Die zu Meta gehörende Messaging-App WhatsApp hat damit begonnen, bei einigen Nutzern in Indien die Angabe des Geburtsdatums zu testen. Das Unternehmen gab an, dass diese Initiative zur Einhaltung des bevorstehenden Digital Personal Data Protection Act (DPDP Act) dient, der von der indischen Regierung vorgeschrieben wird.
Das DPDP Act, dessen wesentliche Bestimmungen am 13. Mai 2027 vollständig in Kraft treten, legt spezifische Verpflichtungen für Plattformen hinsichtlich der Verarbeitung von Daten von Kindern fest, die als Personen unter 18 Jahren definiert sind. Eine wesentliche Anforderung ist die Einholung einer überprüfbaren elterlichen Zustimmung, bevor personenbezogene Daten eines Kindes gesammelt oder verarbeitet werden dürfen.

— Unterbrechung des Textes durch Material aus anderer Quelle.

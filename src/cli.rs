use clap::{Parser, Subcommand};
use std::path::PathBuf;
use waste_sort_common::Language;

#[derive(Parser, Debug)]
#[command(name = "waste-sort")]
#[command(about = "ごみ分別AI判定ツール（ドイツの郵便番号に対応）", long_about = None)]
pub struct Cli {
    #[command(subcommand)]
    pub command: Commands,

    /// 詳細ログを出力
    #[arg(short, long, global = true)]
    pub verbose: bool,
}

#[derive(Subcommand, Debug)]
pub enum Commands {
    /// ごみの写真を送信して分別方法を判定
    Analyze {
        /// 写真ファイルのパス
        #[arg(required = true)]
        image: PathBuf,

        /// 郵便番号（5桁）
        #[arg(short, long)]
        postal_code: String,

        /// ボット検証トークン
        #[arg(short, long, env = "WASTE_SORT_TOKEN")]
        token: Option<String>,

        /// 回答の言語（省略時は保存済みの設定）
        #[arg(short, long)]
        language: Option<Language>,

        /// 結果のHTMLを保存するファイル
        #[arg(short, long)]
        output: Option<PathBuf>,
    },

    /// 座標から郵便番号を特定
    Locate {
        /// 緯度
        #[arg(long, allow_negative_numbers = true)]
        lat: f64,

        /// 経度
        #[arg(long, allow_negative_numbers = true)]
        lng: f64,

        /// ボット検証トークン
        #[arg(short, long, env = "WASTE_SORT_TOKEN")]
        token: Option<String>,

        /// メッセージの言語
        #[arg(short, long)]
        language: Option<Language>,
    },

    /// 対応言語の一覧
    Languages,

    /// 翻訳キーを表示
    Translate {
        /// 翻訳キー（例: title）
        key: String,

        /// 表示する言語
        #[arg(short, long)]
        language: Option<Language>,
    },

    /// 設定管理
    Config {
        /// 表示言語を保存
        #[arg(long)]
        set_language: Option<Language>,

        /// 解析エンドポイントを設定（位置情報も同じホストに変更）
        #[arg(long)]
        set_analysis_url: Option<String>,

        /// 位置情報エンドポイントを設定
        #[arg(long)]
        set_geolocation_url: Option<String>,

        /// 現在の設定を表示
        #[arg(long)]
        show: bool,
    },
}

#[cfg(test)]
mod tests {
    use super::*;

    #[test]
    fn test_parse_analyze() {
        let cli = Cli::try_parse_from([
            "waste-sort", "analyze", "bottle.jpg", "--postal-code", "10115", "--token", "t", "-l", "en",
        ])
        .expect("analyzeの引数を解析できること");

        match cli.command {
            Commands::Analyze { image, postal_code, token, language, output } => {
                assert_eq!(image, PathBuf::from("bottle.jpg"));
                assert_eq!(postal_code, "10115");
                assert_eq!(token.as_deref(), Some("t"));
                assert_eq!(language, Some(Language::En));
                assert!(output.is_none());
            }
            other => panic!("unexpected command: {:?}", other),
        }
    }

    #[test]
    fn test_parse_locate_negative() {
        let cli = Cli::try_parse_from(["waste-sort", "locate", "--lat", "52.52", "--lng", "-13.4"])
            .expect("負の座標を受け付けること");

        match cli.command {
            Commands::Locate { lat, lng, .. } => {
                assert_eq!(lat, 52.52);
                assert_eq!(lng, -13.4);
            }
            other => panic!("unexpected command: {:?}", other),
        }
    }

    #[test]
    fn test_parse_unknown_language() {
        let result = Cli::try_parse_from(["waste-sort", "translate", "title", "--language", "xx"]);
        assert!(result.is_err());
    }

    #[test]
    fn test_parse_config() {
        let cli = Cli::try_parse_from(["waste-sort", "-v", "config", "--set-language", "uk", "--show"])
            .expect("configの引数を解析できること");
        assert!(cli.verbose);

        match cli.command {
            Commands::Config { set_language, show, .. } => {
                assert_eq!(set_language, Some(Language::Uk));
                assert!(show);
            }
            other => panic!("unexpected command: {:?}", other),
        }
    }
}
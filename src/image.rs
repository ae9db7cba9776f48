use crate::error::{Result, WasteSortError};
use std::path::Path;
use waste_sort_common::types::mime_from_extension;
use waste_sort_common::UploadedImage;

/// 画像ファイルを読み込む（拡張子でMIMEタイプを判定）
pub fn load_image(path: &Path) -> Result<UploadedImage> {
    if !path.is_file() {
        return Err(WasteSortError::FileNotFound(path.display().to_string()));
    }

    let mime_type = path
        .extension()
        .and_then(|ext| mime_from_extension(&ext.to_string_lossy()))
        .ok_or_else(|| WasteSortError::UnsupportedImage(path.display().to_string()))?;

    let file_name = path
        .file_name()
        .map(|n| n.to_string_lossy().to_string())
        .unwrap_or_default();

    let bytes = std::fs::read(path)?;
    Ok(UploadedImage::new(file_name, mime_type, bytes)?)
}
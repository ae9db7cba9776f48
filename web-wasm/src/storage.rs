//! localStorage への言語設定保存

use waste_sort_common::{Error, PreferenceStore, Result};

/// ブラウザの localStorage（値は生の文字列で保存）
#[derive(Clone, Copy, Default)]
pub struct BrowserStore;

impl BrowserStore {
    fn storage() -> Option<web_sys::Storage> {
        web_sys::window()?.local_storage().ok().flatten()
    }
}

impl PreferenceStore for BrowserStore {
    fn get(&self, key: &str) -> Option<String> {
        Self::storage()?.get_item(key).ok().flatten()
    }

    fn set(&mut self, key: &str, value: &str) -> Result<()> {
        let storage = Self::storage()
            .ok_or_else(|| Error::Storage("localStorage unavailable".to_string()))?;
        storage
            .set_item(key, value)
            .map_err(|e| Error::Storage(format!("{:?}", e)))
    }
}
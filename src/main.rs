use clap::Parser;
use tracing::{debug, info};
use tracing_subscriber::EnvFilter;
use waste_sort::{cli, client, config, error, image, verifier};
use cli::{Cli, Commands};
use client::HttpClient;
use config::Config;
use error::{Result, WasteSortError};
use verifier::StaticToken;
use waste_sort_common::{
    resolve_postal_code, submit_analysis, translate, AnalysisResult, Coordinates, Language,
    LanguageContext, PostalCode, SubmitGuard, SubmitOutcome, SubmitPhase,
};

fn init_tracing(verbose: bool) {
    let default_level = if verbose { "debug" } else { "warn" };
    let filter = EnvFilter::try_from_default_env().unwrap_or_else(|_| EnvFilter::new(default_level));
    tracing_subscriber::fmt()
        .with_env_filter(filter)
        .with_writer(std::io::stderr)
        .init();
}

#[tokio::main]
async fn main() -> Result<()> {
    let cli = Cli::parse();
    init_tracing(cli.verbose);

    let mut config = Config::load()?;
    let mut ctx = LanguageContext::init(&config, config::system_locale().as_deref());
    debug!(language = %ctx.current(), "language resolved");

    match cli.command {
        Commands::Analyze { image: image_path, postal_code, token, language, output } => {
            let language = language.unwrap_or(ctx.current());
            let t = |key: &'static str| translate(language, key);
            println!("♻️ {}\n", t("title"));

            let postal_code = PostalCode::parse(postal_code.trim())
                .map_err(|_| WasteSortError::InvalidPostalCode(postal_code.clone()))?;

            // 1. 画像読み込み
            println!("[1/3] {}", t("uploadPhoto"));
            let image = image::load_image(&image_path)?;
            println!("✔ {} ({})\n", image.file_name, image.size_label());

            // 2. 検証・送信
            println!("[2/3] {}", t("analyzing"));
            let client = HttpClient::new(config.endpoints())?;
            let verifier = StaticToken::new(token);
            let guard = SubmitGuard::default();
            let outcome = submit_analysis(
                &client,
                &verifier,
                &guard,
                Some(&postal_code),
                Some(&image),
                language,
                |phase: SubmitPhase| debug!(?phase, "submit phase"),
            )
            .await;

            // 3. 結果
            match outcome {
                SubmitOutcome::Completed(AnalysisResult::Success { html }) => {
                    println!("✔ {}\n", t("analysisComplete"));
                    match output {
                        Some(path) => {
                            std::fs::write(&path, &html)?;
                            println!("[3/3] ✔ {}", path.display());
                        }
                        None => println!("{}", html),
                    }
                    info!(postal_code = %postal_code, "analysis completed");
                }
                SubmitOutcome::Completed(AnalysisResult::Failure { error }) => {
                    return Err(WasteSortError::AnalysisFailed(error));
                }
                SubmitOutcome::VerificationUnavailable => return Err(WasteSortError::MissingToken),
                SubmitOutcome::MissingInput | SubmitOutcome::Busy => {
                    return Err(WasteSortError::AnalysisFailed(t("genericError").to_string()));
                }
            }
        }

        Commands::Locate { lat, lng, token, language } => {
            let language = language.unwrap_or(ctx.current());
            println!("📍 {}", translate(language, "detectingLocation"));

            let client = HttpClient::new(config.endpoints())?;
            let verifier = StaticToken::new(token);
            let coords = Coordinates { latitude: lat, longitude: lng };

            match resolve_postal_code(&client, &verifier, language, coords).await {
                Ok(code) => println!("✔ {}", code),
                Err(e) => {
                    eprintln!("✘ {}", e.message(language));
                    return Err(e.into());
                }
            }
        }

        Commands::Languages => {
            for language in Language::ALL {
                let marker = if language == ctx.current() { "*" } else { " " };
                println!("{} {} {} {}", marker, language.flag(), language.code(), language.native_name());
            }
        }

        Commands::Translate { key, language } => {
            let language = language.unwrap_or(ctx.current());
            println!("{}", translate(language, &key));
        }

        Commands::Config { set_language, set_analysis_url, set_geolocation_url, show } => {
            let mut changed = false;

            if let Some(language) = set_language {
                ctx.set(language, &mut config)?;
                changed = true;
                println!("✔ {}: {} {}", ctx.t("languageSelector"), language.flag(), language.native_name());
            }

            if let Some(url) = set_analysis_url {
                config.set_analysis_url(&url);
                changed = true;
                println!("✔ 解析URLを設定しました: {}", config.analysis_url);
            }

            if let Some(url) = set_geolocation_url {
                config.geolocation_url = url.trim_end_matches('/').to_string();
                changed = true;
                println!("✔ 位置情報URLを設定しました: {}", config.geolocation_url);
            }

            if changed {
                config.save()?;
            }

            if show || !changed {
                println!("設定:");
                println!("  言語: {}", ctx.current().native_name());
                println!("  解析URL: {}", config.analysis_url);
                println!("  位置情報URL: {}", config.geolocation_url);
            }
        }
    }

    Ok(())
}
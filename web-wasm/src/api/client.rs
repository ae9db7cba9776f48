//! fetch による解析・位置情報エンドポイント呼び出し

use wasm_bindgen::prelude::*;
use wasm_bindgen_futures::JsFuture;
use web_sys::{Blob, BlobPropertyBag, FormData, Request, RequestInit, RequestMode, Response};
use waste_sort_common::{
    AnalysisForm, AnalysisResponse, Endpoints, Error, GeolocationRequest, GeolocationResponse,
    Result, ServiceClient,
};

/// ブラウザの fetch を使うクライアント
#[derive(Clone, Default)]
pub struct FetchClient {
    endpoints: Endpoints,
}

impl FetchClient {
    pub fn new(endpoints: Endpoints) -> Self {
        Self { endpoints }
    }
}

fn js_error(e: JsValue) -> Error {
    Error::Http(format!("{:?}", e))
}

/// multipart/form-data を組み立てる
fn build_form_data(form: &AnalysisForm) -> std::result::Result<FormData, JsValue> {
    let data = FormData::new()?;

    let bytes = js_sys::Uint8Array::from(form.image.bytes.as_slice());
    let parts = js_sys::Array::of1(&bytes);
    let options = BlobPropertyBag::new();
    options.set_type(&form.image.mime_type);
    let blob = Blob::new_with_u8_array_sequence_and_options(&parts, &options)?;
    data.append_with_blob_and_filename(AnalysisForm::IMAGE_FIELD, &blob, &form.image.file_name)?;

    for (name, value) in form.text_fields() {
        data.append_with_str(name, value)?;
    }
    Ok(data)
}

/// リクエストを送信してJSONボディを取得
async fn fetch_json(request: &Request) -> std::result::Result<JsValue, JsValue> {
    let window = web_sys::window().ok_or_else(|| JsValue::from_str("window unavailable"))?;
    let resp_value = JsFuture::from(window.fetch_with_request(request)).await?;
    let resp: Response = resp_value.dyn_into()?;
    JsFuture::from(resp.json()?).await
}

impl ServiceClient for FetchClient {
    async fn post_analysis(&self, form: &AnalysisForm) -> Result<AnalysisResponse> {
        let body = build_form_data(form).map_err(js_error)?;

        let opts = RequestInit::new();
        opts.set_method("POST");
        opts.set_mode(RequestMode::Cors);
        opts.set_body(&body);

        // Content-Type はブラウザが boundary 付きで設定する
        let request = Request::new_with_str_and_init(&self.endpoints.analysis_url, &opts)
            .map_err(js_error)?;

        // エラー時もサービスは {success: false, error} を返すのでステータスは見ない
        let json = fetch_json(&request).await.map_err(js_error)?;
        serde_wasm_bindgen::from_value(json).map_err(|e| Error::Http(e.to_string()))
    }

    async fn post_geolocation(&self, request: &GeolocationRequest) -> Result<GeolocationResponse> {
        let body = serde_json::to_string(request)?;

        let opts = RequestInit::new();
        opts.set_method("POST");
        opts.set_mode(RequestMode::Cors);
        opts.set_body(&JsValue::from_str(&body));

        let request = Request::new_with_str_and_init(&self.endpoints.geolocation_url, &opts)
            .map_err(js_error)?;
        request
            .headers()
            .set("Content-Type", "application/json")
            .map_err(js_error)?;

        let json = fetch_json(&request).await.map_err(js_error)?;
        serde_wasm_bindgen::from_value(json).map_err(|e| Error::Http(e.to_string()))
    }
}
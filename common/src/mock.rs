//! テスト用のクライアント・検証モック

use crate::error::{Error, Result};
use crate::service::{BotVerifier, ServiceClient, VerifyAction};
use crate::types::{AnalysisForm, AnalysisResponse, GeolocationRequest, GeolocationResponse};
use std::cell::RefCell;

/// 呼び出しを記録するクライアント
#[derive(Default)]
pub struct MockClient {
    pub analysis: Option<AnalysisResponse>,
    pub geolocation: Option<GeolocationResponse>,
    pub analysis_calls: RefCell<Vec<AnalysisForm>>,
    pub geolocation_calls: RefCell<Vec<GeolocationRequest>>,
}

impl MockClient {
    pub fn analysis_ok(response: AnalysisResponse) -> Self {
        Self {
            analysis: Some(response),
            ..Default::default()
        }
    }

    pub fn geolocation_ok(response: GeolocationResponse) -> Self {
        Self {
            geolocation: Some(response),
            ..Default::default()
        }
    }

    /// すべての呼び出しが通信エラーになる
    pub fn failing() -> Self {
        Self::default()
    }
}

impl ServiceClient for MockClient {
    async fn post_analysis(&self, form: &AnalysisForm) -> Result<AnalysisResponse> {
        self.analysis_calls.borrow_mut().push(form.clone());
        self.analysis
            .clone()
            .ok_or_else(|| Error::Http("connection refused".to_string()))
    }

    async fn post_geolocation(&self, request: &GeolocationRequest) -> Result<GeolocationResponse> {
        self.geolocation_calls.borrow_mut().push(request.clone());
        self.geolocation
            .clone()
            .ok_or_else(|| Error::Http("connection refused".to_string()))
    }
}

/// 固定トークンを返す検証
#[derive(Default)]
pub struct MockVerifier {
    pub token: Option<String>,
    pub actions: RefCell<Vec<VerifyAction>>,
}

impl MockVerifier {
    pub fn with_token(token: &str) -> Self {
        Self {
            token: Some(token.to_string()),
            ..Default::default()
        }
    }

    pub fn unavailable() -> Self {
        Self::default()
    }
}

impl BotVerifier for MockVerifier {
    async fn execute(&self, action: VerifyAction) -> Option<String> {
        self.actions.borrow_mut().push(action);
        self.token.clone()
    }
}
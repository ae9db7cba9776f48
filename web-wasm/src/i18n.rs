//! 言語コンテキスト（Leptos context として提供）

use crate::storage::BrowserStore;
use gloo::console;
use leptos::prelude::*;
use waste_sort_common::{Language, LanguageContext};

/// 画面全体で共有する表示言語
///
/// すべての翻訳は同じシグナルから読むため、切り替え時に言語が混在しない。
#[derive(Clone, Copy)]
pub struct I18n {
    ctx: RwSignal<LanguageContext>,
}

impl I18n {
    /// 保存値 → ブラウザ言語 → de で初期化して context に登録
    pub fn provide() -> Self {
        let locale = web_sys::window().and_then(|w| w.navigator().language());
        let ctx = LanguageContext::init(&BrowserStore, locale.as_deref());
        let i18n = Self {
            ctx: RwSignal::new(ctx),
        };
        provide_context(i18n);
        i18n
    }

    pub fn t(&self, key: &'static str) -> &'static str {
        self.ctx.with(|ctx| ctx.t(key))
    }

    pub fn language(&self) -> Language {
        self.ctx.with(|ctx| ctx.current())
    }

    pub fn language_untracked(&self) -> Language {
        self.ctx.with_untracked(|ctx| ctx.current())
    }

    pub fn set_language(&self, language: Language) {
        self.ctx.update(|ctx| {
            if let Err(e) = ctx.set(language, &mut BrowserStore) {
                console::warn!(format!("言語設定を保存できません: {}", e));
            }
        });
    }
}

pub fn use_i18n() -> I18n {
    expect_context::<I18n>()
}
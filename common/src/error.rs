//! エラー型定義

use thiserror::Error;

/// 共通エラー型
#[derive(Error, Debug)]
pub enum Error {
    #[error("JSON error: {0}")]
    Json(#[from] serde_json::Error),

    #[error("HTTP error: {0}")]
    Http(String),

    #[error("Invalid postal code: {0}")]
    InvalidPostalCode(String),

    #[error("Unsupported image type: {0}")]
    UnsupportedImage(String),

    #[error("Config error: {0}")]
    Config(String),

    #[error("Storage error: {0}")]
    Storage(String),
}

/// Result型エイリアス
pub type Result<T> = std::result::Result<T, Error>;
//! 解析結果セクション

use leptos::prelude::*;
use waste_sort_common::AnalysisResult;
use crate::i18n::use_i18n;

/// 結果表示エリアのID（送信後にスクロールする）
pub const RESULTS_SECTION_ID: &str = "results-section";

#[component]
pub fn ResultsSection<FN>(result: AnalysisResult, on_new_analysis: FN) -> impl IntoView
where
    FN: Fn(()) + 'static + Clone,
{
    let i18n = use_i18n();

    let body = match result {
        AnalysisResult::Success { html } => view! {
            <div class="result-header success">
                <span class="result-icon">"✅"</span>
                <div>
                    <h2>{move || i18n.t("analysisComplete")}</h2>
                    <p>{move || i18n.t("analysisCompleteDescription")}</p>
                </div>
            </div>
            <div class="result-content" inner_html=html />
        }
        .into_any(),
        AnalysisResult::Failure { error } => view! {
            <div class="result-header failure">
                <span class="result-icon">"❌"</span>
                <div>
                    <h2>{move || i18n.t("analysisError")}</h2>
                    <p>{move || i18n.t("analysisErrorDescription")}</p>
                </div>
            </div>
            <div class="result-error">
                <span>"⚠️"</span>
                <p>{error}</p>
            </div>
        }
        .into_any(),
    };

    view! {
        <section id=RESULTS_SECTION_ID class="results-section">
            {body}
            <div class="result-actions">
                <button
                    class="btn btn-primary"
                    on:click={
                        let on_new_analysis = on_new_analysis.clone();
                        move |_| on_new_analysis(())
                    }
                >
                    "↺ "{move || i18n.t("newAnalysis")}
                </button>
            </div>
        </section>
    }
}
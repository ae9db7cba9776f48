use crate::error::Result;
use reqwest::multipart::{Form, Part};
use tracing::debug;
use waste_sort_common::{
    AnalysisForm, AnalysisResponse, Endpoints, Error, GeolocationRequest, GeolocationResponse,
    ServiceClient,
};

/// reqwest による解析・位置情報エンドポイント呼び出し
#[derive(Debug, Clone)]
pub struct HttpClient {
    client: reqwest::Client,
    endpoints: Endpoints,
}

impl HttpClient {
    pub fn new(endpoints: Endpoints) -> Result<Self> {
        let client = reqwest::Client::builder()
            .user_agent(concat!("waste-sort/", env!("CARGO_PKG_VERSION")))
            .build()?;
        Ok(Self { client, endpoints })
    }
}

fn http_error(e: reqwest::Error) -> Error {
    Error::Http(e.to_string())
}

fn build_form(form: &AnalysisForm) -> waste_sort_common::Result<Form> {
    let image = Part::bytes(form.image.bytes.clone())
        .file_name(form.image.file_name.clone())
        .mime_str(&form.image.mime_type)
        .map_err(http_error)?;

    let mut multipart = Form::new().part(AnalysisForm::IMAGE_FIELD, image);
    for (name, value) in form.text_fields() {
        multipart = multipart.text(name, value.to_string());
    }
    Ok(multipart)
}

impl ServiceClient for HttpClient {
    async fn post_analysis(&self, form: &AnalysisForm) -> waste_sort_common::Result<AnalysisResponse> {
        debug!(
            url = %self.endpoints.analysis_url,
            postal_code = %form.postal_code,
            language = %form.language,
            bytes = form.image.size(),
            "posting analysis"
        );

        let response = self
            .client
            .post(&self.endpoints.analysis_url)
            .multipart(build_form(form)?)
            .send()
            .await
            .map_err(http_error)?;

        // エラー時もサービスは {success: false, error} を返すのでステータスは見ない
        debug!(status = %response.status(), "analysis response");
        let body = response.text().await.map_err(http_error)?;
        AnalysisResponse::from_json(&body)
    }

    async fn post_geolocation(
        &self,
        request: &GeolocationRequest,
    ) -> waste_sort_common::Result<GeolocationResponse> {
        debug!(url = %self.endpoints.geolocation_url, lat = request.lat, lng = request.lng, "posting geolocation");

        let response = self
            .client
            .post(&self.endpoints.geolocation_url)
            .json(request)
            .send()
            .await
            .map_err(http_error)?;

        debug!(status = %response.status(), "geolocation response");
        let body = response.text().await.map_err(http_error)?;
        Ok(serde_json::from_str(&body)?)
    }
}
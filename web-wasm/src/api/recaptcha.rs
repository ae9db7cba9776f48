//! reCAPTCHA Enterprise 連携
//!
//! `grecaptcha.enterprise` はページの <script> で読み込まれる前提。
//! 未読込・失敗時は None を返し、呼び出し側で操作を止める。

use gloo::console;
use serde::Serialize;
use wasm_bindgen::prelude::*;
use wasm_bindgen_futures::JsFuture;
use waste_sort_common::service::RECAPTCHA_SITE_KEY;
use waste_sort_common::{BotVerifier, VerifyAction};

#[wasm_bindgen]
extern "C" {
    #[wasm_bindgen(js_namespace = ["grecaptcha", "enterprise"], js_name = ready)]
    fn recaptcha_ready(callback: &JsValue);

    #[wasm_bindgen(js_namespace = ["grecaptcha", "enterprise"], js_name = execute, catch)]
    fn recaptcha_execute(site_key: &str, options: &JsValue) -> Result<js_sys::Promise, JsValue>;
}

#[derive(Serialize)]
struct ExecuteOptions<'a> {
    action: &'a str,
}

/// reCAPTCHA Enterprise 検証
#[derive(Clone)]
pub struct RecaptchaVerifier {
    site_key: String,
}

impl Default for RecaptchaVerifier {
    fn default() -> Self {
        Self {
            site_key: RECAPTCHA_SITE_KEY.to_string(),
        }
    }
}

/// window.grecaptcha.enterprise が存在するか
fn is_loaded() -> bool {
    let Some(window) = web_sys::window() else {
        return false;
    };
    js_sys::Reflect::get(&window, &JsValue::from_str("grecaptcha"))
        .ok()
        .filter(|g| g.is_object())
        .and_then(|g| js_sys::Reflect::get(&g, &JsValue::from_str("enterprise")).ok())
        .is_some_and(|e| e.is_object())
}

/// ready コールバックを Promise として待つ
async fn wait_ready() -> Result<JsValue, JsValue> {
    let promise = js_sys::Promise::new(&mut |resolve, _reject| {
        let callback = Closure::once_into_js(move || {
            let _ = resolve.call0(&JsValue::NULL);
        });
        recaptcha_ready(&callback);
    });
    JsFuture::from(promise).await
}

impl RecaptchaVerifier {
    async fn request_token(&self, action: VerifyAction) -> Result<String, JsValue> {
        wait_ready().await?;
        let options = serde_wasm_bindgen::to_value(&ExecuteOptions {
            action: action.as_str(),
        })?;
        let token = JsFuture::from(recaptcha_execute(&self.site_key, &options)?).await?;
        token
            .as_string()
            .ok_or_else(|| JsValue::from_str("token is not a string"))
    }
}

impl BotVerifier for RecaptchaVerifier {
    async fn execute(&self, action: VerifyAction) -> Option<String> {
        if !is_loaded() {
            console::warn!("reCAPTCHA Enterprise が読み込まれていません");
            return None;
        }

        match self.request_token(action).await {
            Ok(token) => {
                let prefix: String = token.chars().take(20).collect();
                console::log!(format!("reCAPTCHAトークン取得 ({}): {}...", action.as_str(), prefix));
                Some(token)
            }
            Err(e) => {
                console::error!(format!("reCAPTCHAの実行に失敗: {:?}", e));
                None
            }
        }
    }
}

WhatsApp teilte mit, dass man "datenschutzfreundliche Methoden testet, mit denen Personen ihr Alter bestätigen können". Das Unternehmen versicherte, dass dieser Prozess das Nutzererlebnis auf WhatsApp nicht verändern und auch nicht dazu führen wird, dass sensible, altersbezogene Informationen an andere Nutzer weitergegeben werden. Die Funktion befindet sich derzeit in einer Testphase und wird noch nicht für alle Nutzer ausgerollt.
Darüber hinaus verbietet das DPDP Act Tracking, Verhaltensüberwachung und zielgerichtete Werbung für Kinder. WhatsApp wird Mechanismen implementieren müssen, um Nutzer unter 18 Jahren zu identifizieren, eine überprüfbare elterliche Zustimmung einzuholen und diese Verbote einzuhalten, um potenzielle Verstöße nach Inkrafttreten des Gesetzes zu vermeiden.